Thursday, 26 May 2011

Systemic Risk Elevated

http://capitalcontext.com/2011/05/25/systemic-risk-elevated/

With China raising rates (and a housing bubble seemingly bursting), Japanese stress from the vicious circle of the tsunami and macroeconomy spiralling with a weak demographic, European banks clearly burdened by mismarked sovereign debt on their books, and a US financial system that continues to practice extend-and-pretend all the time hosuing weighs heavy and TLGP debt must be refinanced, it would make sense that risk is elevated. It should be clear from the chart above that not only is systemic financial risk rising but globally it is becoming more correlated – a factor that should be of great concern for both central bankers and risk managers attempting to mitigate any insolvencies.
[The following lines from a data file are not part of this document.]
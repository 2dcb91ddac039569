//! Error types for simulated devices.

use thiserror::Error;

/// Errors from simulated devices.
#[derive(Debug, Clone, PartialEq, Eq, Error)]
pub enum SimError {
    /// The device has no command with this name.
    #[error("Unknown command: '{0}'")]
    UnknownCommand(String),

    /// The device was shut down and no longer accepts commands.
    #[error("Device '{0}' is shut down")]
    ShutDown(String),
}

/// Result type for simulated device operations.
pub type SimResult<T> = std::result::Result<T, SimError>;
The apparent realization, of an increasingly inter-linked and even bigger financial system since the financial crisis, among credit market participants is a signal not to be ignored.

We have not seen this reflected in the typical measures such as Libor, OIS etc which became so prevalent among the media during the crisis and the simple reason is the amount of government overlay of simple impliciit guarantees that seem so evident in those markets. This index is transaparent and offers a very clear market interpretation of the stress the global financial system is under. All too often, we have found our old agage that credit anticipates and equity confirms to be true. Keeping a close eye on this financial stability index over the course of the summer as European stress continues will be important.